The creation of 270 was intended as a long-term solution.  However, within only six years, 270 was already close to exhaustion due to the proliferation of cell phones and pagers.  In 2006, Kentucky officials announced that 270 would run out of numbers in late 2007. On May 31, 2007, the Kentucky Public Service Commission (PSC) announced that 270 would be split along the Pennyrile Parkway, with a newly created area code serving western Kentucky (Paducah, Hopkinsville, Henderson, Madisonville,  Murray, and the Kentucky side of Fort Campbell), with west-central Kentucky (Bowling Green, Owensboro and Elizabethtown) retaining 270.  
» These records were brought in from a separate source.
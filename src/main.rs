//! Caching edge proxy.
//!
//! # Architecture Overview
//!
//! ```text
//!                         ┌──────────────────────────────────────────────────┐
//!                         │                   EDGE PROXY                      │
//!   Client Request        │  ┌────────┐   ┌─────────────────────────────┐    │
//!   ──────────────────────┼─▶│  http  │──▶│          pipeline           │    │
//!                         │  │ server │   │ bypass? redirect? cached?   │    │
//!                         │  └────────┘   └──────┬──────────┬───────┬───┘    │
//!                         │                      │          │       │        │
//!                         │                      ▼          ▼       ▼        │
//!                         │               ┌──────────┐ ┌────────┐ ┌──────┐   │
//!                         │               │redirects │ │objects │ │origin│───┼──▶ Origin
//!                         │               │ (kv)     │ │ (blob) │ │client│   │    Server
//!                         │               └──────────┘ └────────┘ └──────┘   │
//!                         │                      ▲          ▲                │
//!                         │               background writes (tracked)        │
//!                         └──────────────────────────────────────────────────┘
//! ```

use std::path::PathBuf;

use clap::Parser;
use tokio::net::TcpListener;

use edge_cache_proxy::config::{self, EdgeConfig};
use edge_cache_proxy::observability::{logging, metrics};
use edge_cache_proxy::{HttpServer, Shutdown};

#[derive(Parser)]
#[command(name = "edge-cache-proxy")]
#[command(about = "Caching edge proxy with redirect and object stores", long_about = None)]
struct Cli {
    /// Path to a TOML config file. Defaults apply when omitted.
    #[arg(short, long)]
    config: Option<PathBuf>,
}

#[tokio::main]
async fn main() -> Result<(), Box<dyn std::error::Error>> {
    let cli = Cli::parse();

    let config = match &cli.config {
        Some(path) => config::load_config(path)?,
        None => config::loader::finish(EdgeConfig::default())?,
    };

    logging::init_logging(&config.observability);
    tracing::info!("edge-cache-proxy v{} starting", env!("CARGO_PKG_VERSION"));

    tracing::info!(
        bind_address = %config.listener.bind_address,
        origin = %config.origin.address,
        backend_enabled = config.origin.enabled,
        storage = ?config.storage.backend,
        "Configuration loaded"
    );

    if config.observability.metrics_enabled {
        if let Ok(addr) = config.observability.metrics_address.parse() {
            metrics::init_metrics(addr);
        } else {
            tracing::error!(
                metrics_address = %config.observability.metrics_address,
                "Failed to parse metrics address"
            );
        }
    }

    let listener = TcpListener::bind(&config.listener.bind_address).await?;
    tracing::info!(address = %listener.local_addr()?, "Listening for connections");

    let shutdown = Shutdown::new();
    shutdown.trigger_on_ctrl_c();

    let server = HttpServer::new(config)?;
    server.run(listener, shutdown).await?;

    tracing::info!("Shutdown complete");
    Ok(())
}
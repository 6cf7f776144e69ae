//! Metrics collection and exposition.
//!
//! # Metrics
//! - `edge_requests_total` (counter): requests by resolution outcome, status
//! - `edge_request_duration_seconds` (histogram): latency by outcome
//! - `edge_store_lookups_total` (counter): lookups by store, hit/miss/error
//! - `edge_store_writes_total` (counter): writes by store, ok/error
//! - `edge_background_tasks` (gauge): pending background store writes

use std::net::SocketAddr;
use std::time::Instant;

use metrics::{counter, gauge, histogram};
use metrics_exporter_prometheus::PrometheusBuilder;

/// Install the Prometheus recorder and its scrape endpoint.
pub fn init_metrics(addr: SocketAddr) {
    match PrometheusBuilder::new().with_http_listener(addr).install() {
        Ok(()) => tracing::info!(address = %addr, "Metrics endpoint listening"),
        Err(e) => tracing::error!(error = %e, "Failed to install metrics exporter"),
    }
}

/// Record a finished request.
pub fn record_resolution(outcome: &'static str, status: u16, start: Instant) {
    counter!(
        "edge_requests_total",
        "outcome" => outcome,
        "status" => status.to_string()
    )
    .increment(1);
    histogram!("edge_request_duration_seconds", "outcome" => outcome)
        .record(start.elapsed().as_secs_f64());
}

/// Record a store lookup result ("hit", "miss" or "error").
pub fn record_store_lookup(store: &'static str, result: &'static str) {
    counter!("edge_store_lookups_total", "store" => store, "result" => result).increment(1);
}

/// Record a store write.
pub fn record_store_write(store: &'static str, success: bool) {
    let result = if success { "ok" } else { "error" };
    counter!("edge_store_writes_total", "store" => store, "result" => result).increment(1);
}

pub fn record_background_tasks(pending: usize) {
    gauge!("edge_background_tasks").set(pending as f64);
}
//! Configuration management subsystem.
//!
//! # Data Flow
//! ```text
//! config file (TOML)
//!     → loader.rs (parse, apply EDGE_* env overrides)
//!     → validation.rs (semantic checks)
//!     → EdgeConfig (validated, immutable for the process lifetime)
//!     → consumed by startup to build the pipeline
//! ```
//!
//! # Design Decisions
//! - Config is immutable once loaded; there is no hot reload
//! - All fields have defaults to allow minimal configs
//! - Validation separates syntactic (serde) from semantic checks

pub mod loader;
pub mod schema;
pub mod validation;

pub use loader::{load_config, ConfigError};
pub use schema::{
    AdminConfig, CacheConfig, EdgeConfig, ListenerConfig, LogFormat, ObservabilityConfig,
    OriginConfig, StorageBackend, StorageConfig,
};
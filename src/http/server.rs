//! HTTP server setup and configuration.
//!
//! # Responsibilities
//! - Create the Axum router with the catch-all edge handler
//! - Wire up middleware (request ID, tracing, request timeout)
//! - Buffer request bodies and hand requests to the pipeline
//! - Serve the optional admin API on its own listener
//! - Drain background store writes on shutdown

use std::sync::Arc;
use std::time::{Duration, Instant};

use axum::{
    body::Body,
    extract::State,
    http::{Request, StatusCode},
    response::{IntoResponse, Response},
    routing::any,
    Router,
};
use tokio::net::TcpListener;
use tower::ServiceBuilder;
use tower_http::{
    request_id::{PropagateRequestIdLayer, SetRequestIdLayer},
    timeout::TimeoutLayer,
    trace::TraceLayer,
};
use tracing::Instrument;

use crate::admin::{setup_admin_router, AdminState};
use crate::config::EdgeConfig;
use crate::http::request::{request_id, request_id_header, MakeEdgeRequestId};
use crate::lifecycle::shutdown::{self, Shutdown};
use crate::lifecycle::{build_pipeline, StartupError};
use crate::observability::metrics;
use crate::pipeline::Pipeline;

/// Application state injected into handlers.
#[derive(Clone)]
pub struct AppState {
    pub pipeline: Arc<Pipeline>,
    pub max_body_bytes: usize,
}

/// HTTP server for the edge proxy.
pub struct HttpServer {
    router: Router,
    config: EdgeConfig,
    pipeline: Arc<Pipeline>,
}

impl HttpServer {
    /// Create a server with stores and origin built from `config`.
    pub fn new(config: EdgeConfig) -> Result<Self, StartupError> {
        let pipeline = Arc::new(build_pipeline(&config)?);
        Ok(Self::with_pipeline(config, pipeline))
    }

    /// Create a server around an already built pipeline.
    pub fn with_pipeline(config: EdgeConfig, pipeline: Arc<Pipeline>) -> Self {
        let state = AppState {
            pipeline: pipeline.clone(),
            max_body_bytes: config.listener.max_body_bytes,
        };
        let router = Self::build_router(&config, state);

        Self {
            router,
            config,
            pipeline,
        }
    }

    /// Build the Axum router with all middleware layers.
    #[allow(deprecated)]
    fn build_router(config: &EdgeConfig, state: AppState) -> Router {
        let x_request_id = request_id_header();

        Router::new()
            .route("/{*path}", any(edge_handler))
            .route("/", any(edge_handler))
            .with_state(state)
            .layer(
                ServiceBuilder::new()
                    .layer(SetRequestIdLayer::new(x_request_id.clone(), MakeEdgeRequestId))
                    .layer(TraceLayer::new_for_http())
                    .layer(TimeoutLayer::new(Duration::from_secs(config.timeouts.request_secs)))
                    .layer(PropagateRequestIdLayer::new(x_request_id)),
            )
    }

    /// The proxy router, for driving the server without a socket.
    pub fn router(&self) -> Router {
        self.router.clone()
    }

    pub fn pipeline(&self) -> &Arc<Pipeline> {
        &self.pipeline
    }

    /// Get a reference to the config.
    pub fn config(&self) -> &EdgeConfig {
        &self.config
    }

    /// Serve until `shutdown` fires, then drain background store writes.
    pub async fn run(self, listener: TcpListener, shutdown: Shutdown) -> Result<(), StartupError> {
        let addr = listener.local_addr()?;
        tracing::info!(address = %addr, "HTTP server starting");

        if self.config.admin.enabled {
            let admin_listener = TcpListener::bind(&self.config.admin.bind_address)
                .await
                .map_err(|source| StartupError::Bind {
                    address: self.config.admin.bind_address.clone(),
                    source,
                })?;
            let admin = setup_admin_router(AdminState::new(
                self.pipeline.clone(),
                &self.config.admin.api_key,
            ));
            let admin_shutdown = shutdown.subscribe();

            tracing::info!(address = %self.config.admin.bind_address, "Admin API listening");
            tokio::spawn(async move {
                if let Err(e) = axum::serve(admin_listener, admin)
                    .with_graceful_shutdown(shutdown::wait(admin_shutdown))
                    .await
                {
                    tracing::error!(error = %e, "Admin API stopped with error");
                }
            });
        }

        axum::serve(listener, self.router)
            .with_graceful_shutdown(shutdown::wait(shutdown.subscribe()))
            .await?;

        tracing::info!("HTTP server stopped");

        let deadline = Duration::from_secs(self.config.shutdown.drain_timeout_secs);
        if self.pipeline.background().drain(deadline).await {
            tracing::info!("Background writes drained");
        }
        Ok(())
    }
}

/// Catch-all handler: buffer the body, resolve through the pipeline.
async fn edge_handler(State(state): State<AppState>, request: Request<Body>) -> Response {
    let start_time = Instant::now();
    let request_id = request_id(request.headers()).to_string();

    let (parts, body) = request.into_parts();
    let body = match axum::body::to_bytes(body, state.max_body_bytes).await {
        Ok(bytes) => bytes,
        Err(e) => {
            tracing::warn!(request_id = %request_id, error = %e, "Failed to buffer request body");
            metrics::record_resolution("rejected", StatusCode::PAYLOAD_TOO_LARGE.as_u16(), start_time);
            return (StatusCode::PAYLOAD_TOO_LARGE, "Request body too large").into_response();
        }
    };

    let span = tracing::info_span!("resolve", request_id = %request_id);
    let resolved = state
        .pipeline
        .resolve(Request::from_parts(parts, body))
        .instrument(span)
        .await;

    let status = resolved.response.status();
    tracing::debug!(
        request_id = %request_id,
        outcome = resolved.outcome.as_str(),
        status = status.as_u16(),
        "Request resolved"
    );
    metrics::record_resolution(resolved.outcome.as_str(), status.as_u16(), start_time);

    resolved.response
}
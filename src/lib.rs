//! Caching edge proxy library.
//!
//! Resolves each request against a redirect store, then an object store,
//! then the origin, populating both stores from origin responses.

pub mod admin;
pub mod config;
pub mod http;
pub mod lifecycle;
pub mod observability;
pub mod origin;
pub mod pipeline;
pub mod storage;

pub use config::EdgeConfig;
pub use http::HttpServer;
pub use lifecycle::Shutdown;
pub use pipeline::{Outcome, Pipeline, PipelineSettings};
use std::collections::BTreeMap;

use axum::{
    extract::{Query, State},
    Json,
};
use serde::{Deserialize, Serialize};

use super::AdminState;
use crate::storage::RedirectRecord;

#[derive(Serialize)]
pub struct SystemStatus {
    pub version: &'static str,
    pub status: &'static str,
    pub uptime_secs: u64,
    pub backend_enabled: bool,
}

#[derive(Serialize)]
pub struct PipelineSummary {
    pub total_requests: u64,
    pub outcomes: BTreeMap<&'static str, u64>,
    pub pending_writes: usize,
}

#[derive(Deserialize)]
pub struct LookupParams {
    pub key: String,
}

#[derive(Serialize)]
pub struct ObjectSummary {
    pub content_type: Option<String>,
    pub size: usize,
}

#[derive(Serialize)]
pub struct LookupResult {
    pub key: String,
    pub redirect: Option<RedirectRecord>,
    pub object: Option<ObjectSummary>,
}

pub async fn get_status(State(state): State<AdminState>) -> Json<SystemStatus> {
    Json(SystemStatus {
        version: env!("CARGO_PKG_VERSION"),
        status: "operational",
        uptime_secs: state.started.elapsed().as_secs(),
        backend_enabled: state.pipeline.settings().backend_enabled,
    })
}

pub async fn get_stats(State(state): State<AdminState>) -> Json<PipelineSummary> {
    let stats = state.pipeline.stats();
    Json(PipelineSummary {
        total_requests: stats.total(),
        outcomes: stats.snapshot(),
        pending_writes: state.pipeline.background().pending(),
    })
}

/// What the stores hold for one cache key.
pub async fn get_lookup(
    State(state): State<AdminState>,
    Query(params): Query<LookupParams>,
) -> Json<LookupResult> {
    let redirect = state.pipeline.redirects().get(&params.key).await;
    let object = state
        .pipeline
        .objects()
        .get(&params.key)
        .await
        .map(|o| ObjectSummary {
            content_type: o.content_type,
            size: o.body.len(),
        });

    Json(LookupResult {
        key: params.key,
        redirect,
        object,
    })
}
The PSC noted that mandatory number pooling, recently imposed on the region, may delay the implementation of the new code--and thus spare customers in the territory slated to move to 364 the expense and burden of having to change their numbers for the second time in a decade. Surprisingly, Kentucky's two most urbanized area codes, 502 (Louisville) and 859 (serving Lexington and Northern Kentucky), were not expected to exhaust until 2017 at the earliest, even though they have fewer numbers than 270.

On June 13, 2007, the PSC announced that the new area code will be 364, but also announced that the previously announced implementation would be delayed in favor of number conservation measures including expanded number pooling. On June 15, 2007, the PSC postponed the permissive dialing of the new 364 area code to October 1, 2008. Mandatory dialing to the new area code was changed as well, but the actual date was to be determined later by the PSC. On November 1, 2007, the PSC again postponed permissive dialing of the new 364 area code, this time to January 1, 2009. On March 31, 2008, the PSC again postponed permissive dialing of the new 364 area code, to April 1, 2010. A date for mandatory dialing to 364 was left undetermined.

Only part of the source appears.